MART AYINDA KATLEDİLENLER ANILDI

İzmir Emek ve Demokrasi Güçleri, Mart katliamlarında yaşamını yitirenleri anmak için bir basın açıklaması gerçekleştirdi.

16mart_haber (1)

Konak Eski Sümerbank önünde yapılan basın açıklamasında, Kızıldere, İstanbul Üniversitesi, Halepçe ve Gazi katliamlarında yaşamını yitirenler anılırken, basın açıklamasını KESK İzmir Şubeler Platformu Dönem Sözcüsü Necip Vardar okudu. Vardar açıklamasında, ülkede ‘sözde istikrarı ve güvenliği sağlamak için’ uzatılan OHAL süreci, kamu emekçileri ve toplumun diğer muhalif kesimleri üzerinde bir baskı aracı olarak kullanıldığını belirterek, “Bugün bunun yeni bir örneği ile güne başladık. Dokuzuncu dönem Eğitim Sen İzmir 1 Nolu Şube Kadın Sekreteri Ayşegül Kocaaslan 8 Mart ile ilgili facebook paylaşımları nedeniyle bu sabah evi aranmış ve gözaltına alınmıştır. Bu uygulamanın keyfi olduğu yasal olmadığı ortadadır” dedi. “Mart ayını baharın habercisi olarak bilsek de aynı zamanda bildiğimiz bir şey daha var ki, o da toplumsal hafızamızda Mart ayının katliamlar ayı olduğu gerçeğidir” diye konuşan Vardar, sözlerini şöyle sürdürdü:

“Darbeler, katliamlar, savaşlar ve barbarlıklar çağını yaşadığımız Orta Doğu coğrafyasında, bugün burada 30 Mart 1972’de Kızıldere’de ‘Kurtuluşa kadar savaş’ diyerek can veren Mahir Çayan ve yoldaşlarını, 12 Mart 1995’te Gazi Mahallesi’nde katledilen 17 yurttaşımızı, 16 Mart 1978’de İstanbul Üniversitesi’nde faşist çetelerce öldürülen 7 devrimci öğrenciyi ve 16 Mart 1988’de barbar Saddam yönetiminin Halepçe’de Kürt halkına yönelik gerçekleştirdiği katliamda yaşamını yitirenleri anmak, ‘unutmadık, unutmayacağız’ diye haykırmak için toplandık.
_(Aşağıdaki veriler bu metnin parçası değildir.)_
//! Analytics derivations for an LMS admin dashboard: record filters,
//! aggregations, paginated reports, dashboard snapshots and CSV exports.

pub mod aggregate;
pub mod config;
pub mod dashboard;
pub mod error;
pub mod export;
pub mod filter;
pub mod markdown;
pub mod models;
pub mod report;
pub mod snapshot;

pub use config::Config;
pub use dashboard::{assemble, DashboardStats};
pub use error::{AnalyticsError, Result};
pub use filter::ReportFilter;
pub use models::{ReportResponse, Snapshot};
pub use report::ReportKind;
Gerçekleştirilen katliamların hesabını mutlaka soracağımızı buradan bir kez daha ifade ediyor ve bu katliamları gerçekleştirenler ile gerçekleştirilmesini sağlayanları bir kez daha lanetliyoruz.
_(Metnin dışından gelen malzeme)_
//! Entity shapes read by the derivation layer, plus the small value types the
//! aggregators and projectors emit.
//!
//! Every entity field except the id is optional on the wire. Accessors on each
//! type apply the fail-open default for that field, so callers never reach into
//! an `Option` directly.

use chrono::{DateTime, NaiveDate, NaiveDateTime, Utc};
use serde::de::DeserializeOwned;
use serde::{Deserialize, Deserializer, Serialize};
use serde_json::Value;
use tracing::warn;

pub const UNKNOWN_USER: &str = "Unknown User";
pub const UNKNOWN_COURSE: &str = "Unknown Course";

/// Parses a wire timestamp down to its calendar day.
///
/// Accepts RFC 3339, a naive `YYYY-MM-DDTHH:MM:SS[.f]`, or a bare `YYYY-MM-DD`.
pub fn parse_day(raw: Option<&str>) -> Option<NaiveDate> {
    let raw = raw?.trim();
    if raw.is_empty() {
        return None;
    }

    if let Ok(value) = DateTime::parse_from_rfc3339(raw) {
        return Some(value.with_timezone(&Utc).date_naive());
    }
    if let Ok(value) = NaiveDateTime::parse_from_str(raw, "%Y-%m-%dT%H:%M:%S%.f") {
        return Some(value.date());
    }
    NaiveDate::parse_from_str(raw, "%Y-%m-%d").ok()
}

fn text(value: &Option<String>) -> &str {
    value.as_deref().map(str::trim).unwrap_or("")
}

/// Null or mistyped values read as the field's default.
fn lenient<'de, D, T>(deserializer: D) -> Result<T, D::Error>
where
    D: Deserializer<'de>,
    T: DeserializeOwned + Default,
{
    let value = Value::deserialize(deserializer)?;
    Ok(serde_json::from_value(value).unwrap_or_default())
}

/// Minor units. Accepts integers, whole-number floats and numeric strings.
fn lenient_amount<'de, D>(deserializer: D) -> Result<Option<i64>, D::Error>
where
    D: Deserializer<'de>,
{
    let amount = match Value::deserialize(deserializer)? {
        Value::Number(number) => number.as_i64().or_else(|| {
            number
                .as_f64()
                .filter(|value| value.fract() == 0.0 && value.abs() < i64::MAX as f64)
                .map(|value| value as i64)
        }),
        Value::String(raw) => raw.trim().parse().ok(),
        _ => None,
    };
    Ok(amount)
}

/// A non-array reads as empty; elements that cannot be read are skipped.
fn lenient_records<'de, D, T>(deserializer: D) -> Result<Vec<T>, D::Error>
where
    D: Deserializer<'de>,
    T: DeserializeOwned,
{
    let Value::Array(items) = Value::deserialize(deserializer)? else {
        return Ok(Vec::new());
    };

    Ok(items
        .into_iter()
        .filter_map(|item| match serde_json::from_value(item) {
            Ok(record) => Some(record),
            Err(err) => {
                warn!(%err, "skipping unreadable record");
                None
            }
        })
        .collect())
}

#[derive(Debug, Clone, Copy, PartialEq, Eq, Default, Serialize, Deserialize)]
#[serde(rename_all = "lowercase")]
pub enum Role {
    Student,
    Teacher,
    Admin,
    #[default]
    #[serde(other)]
    Unknown,
}

#[derive(Debug, Clone, Copy, PartialEq, Eq)]
pub enum Gender {
    Male,
    Female,
    Other,
}

impl Gender {
    pub const ALL: [Gender; 3] = [Gender::Male, Gender::Female, Gender::Other];

    /// Anything other than a case-insensitive `male`/`female` folds into `Other`.
    pub fn from_raw(raw: &str) -> Self {
        match raw.trim().to_ascii_lowercase().as_str() {
            "male" | "m" => Gender::Male,
            "female" | "f" => Gender::Female,
            _ => Gender::Other,
        }
    }

    pub fn label(self) -> &'static str {
        match self {
            Gender::Male => "Male",
            Gender::Female => "Female",
            Gender::Other => "Other",
        }
    }
}

#[derive(Debug, Clone, Copy, PartialEq, Eq)]
pub enum AccountType {
    Corporate,
    Individual,
}

impl AccountType {
    pub const ALL: [AccountType; 2] = [AccountType::Corporate, AccountType::Individual];

    pub fn label(self) -> &'static str {
        match self {
            AccountType::Corporate => "corporate",
            AccountType::Individual => "individual",
        }
    }
}

#[derive(Debug, Clone, Default, PartialEq, Serialize, Deserialize)]
#[serde(default, rename_all = "camelCase")]
pub struct User {
    #[serde(deserialize_with = "lenient")]
    pub id: String,
    #[serde(deserialize_with = "lenient")]
    pub name: Option<String>,
    #[serde(deserialize_with = "lenient")]
    pub email: Option<String>,
    #[serde(deserialize_with = "lenient")]
    pub role: Role,
    #[serde(deserialize_with = "lenient")]
    pub gender: Option<String>,
    #[serde(deserialize_with = "lenient")]
    pub birth_date: Option<String>,
    #[serde(deserialize_with = "lenient")]
    pub location: Option<String>,
    #[serde(deserialize_with = "lenient")]
    pub corporate_id: Option<String>,
    #[serde(deserialize_with = "lenient")]
    pub created_at: Option<String>,
}

impl User {
    pub fn is_student(&self) -> bool {
        self.role == Role::Student
    }

    /// Empty when missing.
    pub fn name(&self) -> &str {
        text(&self.name)
    }

    /// Empty when missing.
    pub fn email(&self) -> &str {
        text(&self.email)
    }

    /// Missing gender reads as `Other`.
    pub fn gender(&self) -> Gender {
        Gender::from_raw(text(&self.gender))
    }

    /// Empty when missing.
    pub fn location(&self) -> &str {
        text(&self.location)
    }

    /// Corporate when a non-blank corporate id is present.
    pub fn account_type(&self) -> AccountType {
        if text(&self.corporate_id).is_empty() {
            AccountType::Individual
        } else {
            AccountType::Corporate
        }
    }

    pub fn birth_day(&self) -> Option<NaiveDate> {
        parse_day(self.birth_date.as_deref())
    }

    pub fn created_on(&self) -> Option<NaiveDate> {
        parse_day(self.created_at.as_deref())
    }
}

#[derive(Debug, Clone, Default, PartialEq, Serialize, Deserialize)]
#[serde(default, rename_all = "camelCase")]
pub struct Course {
    #[serde(deserialize_with = "lenient")]
    pub id: String,
    #[serde(deserialize_with = "lenient")]
    pub title: Option<String>,
    #[serde(deserialize_with = "lenient")]
    pub category: Option<String>,
    #[serde(deserialize_with = "lenient")]
    pub progress: Option<f64>,
    #[serde(deserialize_with = "lenient")]
    pub created_at: Option<String>,
}

impl Course {
    /// Empty when missing.
    pub fn title(&self) -> &str {
        text(&self.title)
    }

    /// `Uncategorized` when missing or blank.
    pub fn category(&self) -> &str {
        match text(&self.category) {
            "" => "Uncategorized",
            value => value,
        }
    }

    /// Clamped to 0..=100; missing or non-finite reads as 0.
    pub fn progress(&self) -> f64 {
        clamp_percent(self.progress)
    }

    pub fn created_on(&self) -> Option<NaiveDate> {
        parse_day(self.created_at.as_deref())
    }
}

#[derive(Debug, Clone, Copy, PartialEq, Eq, Default, Serialize, Deserialize)]
#[serde(rename_all = "lowercase")]
pub enum PaymentStatus {
    Succeeded,
    Pending,
    Failed,
    Refunded,
    #[default]
    #[serde(other)]
    Unknown,
}

impl PaymentStatus {
    pub const ALL: [PaymentStatus; 5] = [
        PaymentStatus::Succeeded,
        PaymentStatus::Pending,
        PaymentStatus::Failed,
        PaymentStatus::Refunded,
        PaymentStatus::Unknown,
    ];

    pub fn as_str(self) -> &'static str {
        match self {
            PaymentStatus::Succeeded => "succeeded",
            PaymentStatus::Pending => "pending",
            PaymentStatus::Failed => "failed",
            PaymentStatus::Refunded => "refunded",
            PaymentStatus::Unknown => "unknown",
        }
    }
}

#[derive(Debug, Clone, Default, PartialEq, Eq, Serialize, Deserialize)]
#[serde(default)]
pub struct RelatedItem {
    #[serde(rename = "type")]
    #[serde(deserialize_with = "lenient")]
    pub kind: String,
    #[serde(deserialize_with = "lenient")]
    pub id: String,
}

#[derive(Debug, Clone, Default, PartialEq, Serialize, Deserialize)]
#[serde(default, rename_all = "camelCase")]
pub struct PaymentRecord {
    #[serde(deserialize_with = "lenient")]
    pub id: String,
    #[serde(deserialize_with = "lenient")]
    pub user_id: Option<String>,
    #[serde(deserialize_with = "lenient_amount")]
    pub amount: Option<i64>,
    #[serde(deserialize_with = "lenient")]
    pub status: PaymentStatus,
    #[serde(deserialize_with = "lenient")]
    pub provider: Option<String>,
    #[serde(deserialize_with = "lenient_records")]
    pub related_items: Vec<RelatedItem>,
    #[serde(deserialize_with = "lenient")]
    pub created_at: Option<String>,
}

impl PaymentRecord {
    /// Minor currency units; missing reads as 0.
    pub fn amount(&self) -> i64 {
        self.amount.unwrap_or(0)
    }

    pub fn succeeded(&self) -> bool {
        self.status == PaymentStatus::Succeeded
    }

    /// Empty when missing.
    pub fn user_id(&self) -> &str {
        text(&self.user_id)
    }

    /// `unknown` when missing or blank.
    pub fn provider(&self) -> &str {
        match text(&self.provider) {
            "" => "unknown",
            value => value,
        }
    }

    pub fn course_ids(&self) -> impl Iterator<Item = &str> {
        self.related_items
            .iter()
            .filter(|item| item.kind.eq_ignore_ascii_case("course"))
            .map(|item| item.id.as_str())
    }

    pub fn covers_course(&self, course_id: &str) -> bool {
        self.course_ids().any(|id| id == course_id)
    }

    pub fn created_on(&self) -> Option<NaiveDate> {
        parse_day(self.created_at.as_deref())
    }
}

#[derive(Debug, Clone, Copy, PartialEq, Eq, Default, Serialize, Deserialize)]
#[serde(rename_all = "lowercase")]
pub enum AttendanceStatus {
    Present,
    Late,
    Absent,
    #[default]
    #[serde(other)]
    Unknown,
}

impl AttendanceStatus {
    /// Case-insensitive; anything unrecognised is `Unknown`.
    pub fn from_raw(raw: &str) -> Self {
        match raw.trim().to_ascii_lowercase().as_str() {
            "present" => AttendanceStatus::Present,
            "late" => AttendanceStatus::Late,
            "absent" => AttendanceStatus::Absent,
            _ => AttendanceStatus::Unknown,
        }
    }

    pub fn as_str(self) -> &'static str {
        match self {
            AttendanceStatus::Present => "present",
            AttendanceStatus::Late => "late",
            AttendanceStatus::Absent => "absent",
            AttendanceStatus::Unknown => "unknown",
        }
    }
}

#[derive(Debug, Clone, Default, PartialEq, Serialize, Deserialize)]
#[serde(default, rename_all = "camelCase")]
pub struct AttendanceRecord {
    #[serde(deserialize_with = "lenient")]
    pub date: Option<String>,
    #[serde(alias = "classId")]
    #[serde(deserialize_with = "lenient")]
    pub course_id: Option<String>,
    #[serde(deserialize_with = "lenient")]
    pub status: AttendanceStatus,
}

impl AttendanceRecord {
    /// Empty when missing.
    pub fn course_id(&self) -> &str {
        text(&self.course_id)
    }

    /// Present and late both count as attended.
    pub fn attended(&self) -> bool {
        matches!(
            self.status,
            AttendanceStatus::Present | AttendanceStatus::Late
        )
    }

    pub fn day(&self) -> Option<NaiveDate> {
        parse_day(self.date.as_deref())
    }
}

#[derive(Debug, Clone, Default, PartialEq, Serialize, Deserialize)]
#[serde(default, rename_all = "camelCase")]
pub struct CourseGrade {
    #[serde(deserialize_with = "lenient")]
    pub student_id: Option<String>,
    #[serde(deserialize_with = "lenient")]
    pub course_id: Option<String>,
    #[serde(deserialize_with = "lenient")]
    pub grade_value: Option<f64>,
}

impl CourseGrade {
    pub fn student_id(&self) -> &str {
        text(&self.student_id)
    }

    pub fn course_id(&self) -> &str {
        text(&self.course_id)
    }

    /// Clamped to 0..=100; missing or non-finite reads as 0.
    pub fn value(&self) -> f64 {
        clamp_percent(self.grade_value)
    }
}

fn clamp_percent(value: Option<f64>) -> f64 {
    match value {
        Some(v) if v.is_finite() => v.clamp(0.0, 100.0),
        _ => 0.0,
    }
}

/// Everything the layer reads, as handed over by the caller.
#[derive(Debug, Clone, Default, PartialEq, Serialize, Deserialize)]
#[serde(default)]
pub struct Snapshot {
    #[serde(deserialize_with = "lenient_records")]
    pub users: Vec<User>,
    #[serde(deserialize_with = "lenient_records")]
    pub courses: Vec<Course>,
    #[serde(deserialize_with = "lenient_records")]
    pub payments: Vec<PaymentRecord>,
    #[serde(deserialize_with = "lenient_records")]
    pub attendance: Vec<AttendanceRecord>,
    #[serde(deserialize_with = "lenient_records")]
    pub grades: Vec<CourseGrade>,
}

/// One point of a monthly series; `label` is the short month name.
#[derive(Debug, Clone, PartialEq, Eq, Serialize, Deserialize)]
pub struct SeriesPoint {
    pub label: String,
    pub value: i64,
}

#[derive(Debug, Clone, PartialEq, Eq, Serialize, Deserialize)]
pub struct NamedCount {
    pub name: String,
    pub value: i64,
}

#[derive(Debug, Clone, PartialEq, Serialize, Deserialize)]
#[serde(rename_all = "camelCase")]
pub struct ReportResponse<T> {
    pub data: Vec<T>,
    pub total: usize,
    pub page: usize,
    pub limit: usize,
    pub total_pages: usize,
}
Bugün bu anmayı OHAL koşullarında KHK’ler ile yönetilen, adeta muz cumhuriyetine dönüştürülen bir ülkenin vatandaşları olarak yapıyoruz. OHAL ve KHK’ler ile faşist diktatörlüğün yukarıdan aşağıya, aşağıdan yukarıya örüldüğü bir dönemde faşizme verilecek en önemli dersin, diktatörlük anayasasına 16 Nisan’da HAYIR demek olduğu bir süreçteyiz. EVET çıkmazsa 17 Nisan’da neler ile karşılaşacağımızı bilerek, tarihte yaşadığımız acılardan dersler çıkararak, birbirimizle olan dayanışmamızı her gün arttırarak kararlı birlikteliğimizi dosta düşmana göstermeye devam edeceğimiz bilinmelidir.

16mart_haber (2)

Kızıldere’de, İstanbul Üniversitesi’nde, Gazi’deki saldırganlık ve katliamlar, ezilenlerin sesini bastıramamıştır. Bugün ülkenin dört bir yanından diktatörlüğe karşı yükselen ses, bu coğrafyada ezen-ezilen kavgasının, bu ikilik sona ermediği sürece devam edeceğinin en iyi kanıtıdır.
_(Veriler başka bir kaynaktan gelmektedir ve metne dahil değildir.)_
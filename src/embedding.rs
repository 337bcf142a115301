//! Body embedding capability
//!
//! The pipeline only depends on the [`Embedder`] trait. Implementations are
//! injected once, shared behind an `Arc`, and only ever used through `&self`,
//! so a single model instance can serve many worker threads.
//!
//! # Example
//!
//! ```rust
//! use email_features::{Embedder, HashingEmbedder};
//!
//! let embedder = HashingEmbedder::new(64).unwrap();
//! let vector = embedder.encode("win a free cruise").unwrap();
//! assert_eq!(vector.len(), embedder.dimension());
//! ```

use thiserror::Error;

/// Errors an embedding backend can report
#[derive(Error, Debug)]
pub enum EmbeddingError {
    /// Model is not loaded or not reachable
    #[error("Embedding model unavailable: {0}")]
    Unavailable(String),

    /// Invalid input text or configuration
    #[error("Invalid input: {0}")]
    InvalidInput(String),

    /// Model inference error
    #[error("Model inference failed: {0}")]
    InferenceFailed(String),
}

/// Maps normalized body text to a fixed-length vector
pub trait Embedder: Send + Sync {
    /// Embed a single text. Must return exactly [`Self::dimension`] values.
    fn encode(&self, text: &str) -> Result<Vec<f32>, EmbeddingError>;

    /// Embed several texts, one vector per input in input order.
    ///
    /// Backends with native batching should override this.
    fn encode_batch(&self, texts: &[&str]) -> Result<Vec<Vec<f32>>, EmbeddingError> {
        texts.iter().map(|text| self.encode(text)).collect()
    }

    /// Output dimensionality, fixed for the lifetime of the instance
    fn dimension(&self) -> usize;
}

const FNV_OFFSET_BASIS: u64 = 0xcbf2_9ce4_8422_2325;
const FNV_PRIME: u64 = 0x0000_0100_0000_01b3;

/// Feature-hashing text embedder
///
/// Lowercased alphanumeric tokens are hashed (FNV-1a) into `dimension`
/// signed buckets and the result is scaled to unit length. It needs no model
/// files and is stable across platforms and runs, which makes it usable
/// offline and as a reproducible stand-in for a sentence-embedding model.
/// Empty text embeds to the zero vector.
#[derive(Debug, Clone)]
pub struct HashingEmbedder {
    dimension: usize,
}

impl HashingEmbedder {
    /// Create an embedder producing `dimension` components
    pub fn new(dimension: usize) -> Result<Self, EmbeddingError> {
        if dimension == 0 {
            return Err(EmbeddingError::InvalidInput(
                "Embedding dimension must be positive".to_string(),
            ));
        }
        Ok(Self { dimension })
    }

    fn hash(token: &str) -> u64 {
        token.bytes().fold(FNV_OFFSET_BASIS, |hash, byte| {
            (hash ^ u64::from(byte)).wrapping_mul(FNV_PRIME)
        })
    }
}

impl Embedder for HashingEmbedder {
    #[allow(clippy::cast_possible_truncation)]
    fn encode(&self, text: &str) -> Result<Vec<f32>, EmbeddingError> {
        let mut embedding = vec![0.0_f32; self.dimension];

        for token in text
            .split(|c: char| !c.is_alphanumeric())
            .filter(|t| !t.is_empty())
        {
            let hash = Self::hash(&token.to_lowercase());
            let bucket = (hash % self.dimension as u64) as usize;
            let sign = if hash >> 63 == 0 { 1.0 } else { -1.0 };
            embedding[bucket] += sign;
        }

        let magnitude: f32 = embedding.iter().map(|x| x * x).sum::<f32>().sqrt();
        if magnitude > 0.0 {
            for value in &mut embedding {
                *value /= magnitude;
            }
        }

        Ok(embedding)
    }

    fn dimension(&self) -> usize {
        self.dimension
    }
}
16 Mart 1988 günü, insanlık, tarihin en büyük katliamlardan birine tanık olmuştur. Halepçe’de gerçekleşen katliam göstermektedir ki, halkları, sınıfları katlederek yok edemezsiniz. Şiddet ve kanla sorunlar çözülmüş olsaydı, Orta Doğu bugün bu halde olmazdı. Kürt sorununun öldürmeyle, imhayla çözülemeyeceğini kör olanların bile gördüğü bir ortamda Türkiye çözümsüzlükte ısrar etmeyi sürdürmekte. Kürt sorununun demokratik bir ortamda, barışçıl yöntemlerle çözümünden yana olanları ötekileştirerek işten atmak, cezaevlerine atarak, gazeteleri kapatarak çözümsüzlükte ısrar etmekte ve kandan beslenenlerin güçlendirildiği savaş politikalarını devreye sokmaktadır. Savaş naraları arasında güçlenen ötekileştirme politikaları, halklar arasında düşmanlığı körüklemekte, adeta ‘Beni başkan yaptırmayanlardan 17 Nisan’da hesap sormaya sokak çeteleri ile geliyorum’ denilmektedir. Avrupa ülkeleriyle oluşturulan yapay gerilimde sürüler devreye sokularak bir nevi 16 Nisan sonrasının provası yapılmaktadır.

Bizler, emekten, barıştan ve demokrasiden yana olanlar dün katledilerek teslim alınamadığımız gibi bugün de saldırılarınıza teslim olmayacağız. Devrimci dayanışmamızı arttırarak dün verdiğimiz yanıtlardan daha güçlü yanıtlar vereceğimizi 16 Nisan’da HAYIR diyerek göstereceğiz. Bu hayır, tarihimizde yaşadığımız acılarımızın bir çığlığı olacaktır. Bu acılarımızı tekrar yaşamamak için bir arada olduğumuzu duyurmaya dair gür bir ses olacaktır. 16 Nisan’da haykıracağımız hayır sesi, işçilerin, emekçilerin, yoksul halkların, ötekileştirilenlerin ortak başkaldırısının ifadesi olacaktır.”